Rain’s not always the greatest.

Dear Feastlings,
As Tucsonans, we’re accustomed to lauding whatever rainshower comes our way. It’s the desert, after all, and our thirsty plants beg for it and we’re apt to splash around ourselves and get a spring in our step when it happens. And that’s great. We feel like Gene Kelly for a fleeting magical moment, and a Tucsonan seldom grouses about it.
On my near-daily bike ride, though, I spend a lot of time on Julian Wash and the Barraza-Aviation bikeway, and I’ll tell you this: every day, I see more of them: tents. Tarps. Lean-tos. I see simple bedrolls under bridges, and shopping carts neatly covered, and I see sprawling assemblages of bicycle parts and broken chairs. I see walls charred by cooking fires, and I see people ducking under thorny desert bushes as they emerge from the wash.
I can’t imagine they welcome the rain. It impinges on one of their few barely tangible assets- their mobility- and leaves them figuring out how to stay warm, how to get dry, and how to navigate their way to food and water. I thought about the daily struggle endured by someone in the midst of homelessness as I drove with 150 of your generously donated meals to Sister Jose Women’s Center this afternoon under gathering clouds, and if it’s sunny in a week and a half, when I go to Primavera Men’s Shelter with more of them, I’ll still think of it. The pandemic has put and will continue to put people living at the brink of poverty onto the street, into the washes and arroyos and along their banks. They’ll cluster where they can, and those afflicted by mental illness that prevents them from working together will go it alone.
We’re grateful to both organizations for helping people who never thought they’d be carrying everything they own with them as they look for a place to sleep or something to eat, and with that in mind, we’ve collected donations for today’s meal delivery and the upcoming one, and we’re grateful to you for choosing to help keep us employed in the process of looking out for some of the most vulnerable people in our midst. Here’s a little bit about our current and future donation runs:

Hot meals for those experiencing cold nights

Not to be so intense about it- many of these people will get a leg up through these organizations and others (we’ll be making another run to some of Compass Affordable Housing’s properties at some point, and they’ve been masterful at helping people transition out of homelessness.) So while we’d be delighted to have you contribute, we’d also be delighted to have you be good to yourself.
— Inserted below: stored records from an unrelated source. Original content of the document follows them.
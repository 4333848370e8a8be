// SPDX-License-Identifier: MIT OR Apache-2.0
//! Node-graph core for the MDA editor.
//!
//! Animators author selection and blending logic as a graph of typed
//! nodes; this crate owns that graph and turns it into something the
//! runtime can execute:
//! - Graph model with typed pins and validated links
//! - Whole-graph validation (cycles, dangling inputs, type re-checks)
//! - Deterministic compilation into an ordered evaluation plan
//!
//! ## Architecture
//!
//! Editing mutates the [`Graph`] on the editor's thread. A compile
//! trigger captures an immutable [`graph::GraphSnapshot`], which
//! [`validate::validate`] turns into a [`validate::ValidatedGraph`] and
//! [`compile::compile`] lowers into a [`plan::CompiledPlan`]. The plan is
//! handed to the runtime evaluator; the compiler never mutates the graph.

pub mod compile;
pub mod graph;
pub mod link;
pub mod node;
pub mod pin;
pub mod plan;
pub mod registry;
pub mod validate;

pub use compile::compile;
pub use graph::{Graph, GraphId, GraphSnapshot, LinkError};
pub use link::{Link, LinkId};
pub use node::{Node, NodeId, NodeKind};
pub use pin::{Literal, Pin, PinDirection, PinRef, PinType};
pub use plan::CompiledPlan;
pub use validate::{validate, ValidatedGraph, ValidationError, ValidationWarning};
Maybe you’ll pick up some Passover food- and remember, today’s the last day to order for Passover pickup, which, whether you’re Jewish or not, is delicious.

Passover specials

Or maybe the Easter menu is more your thing (which, again, requires no religious affiliation to enjoy:)

Easter treats

And we’ve got not one but TWO wine tastings this weekend, a Saturday romp to the lesser-known growing areas in southern France

The road less traveled- in Southern France

and learning what happens in the vineyard to make wine so special

It all starts in the vineyard…

You can even combine your magnanimity and your self-pampering by joining us for the event we’re doing with Child & Family Resources to celebrate their 50 years in Tucson:

Feast for Families

The choice is yours, and we welcome any or all of your choices. Stay well and happy, and feel good that you’re in a position to enjoy rain rather than dread it.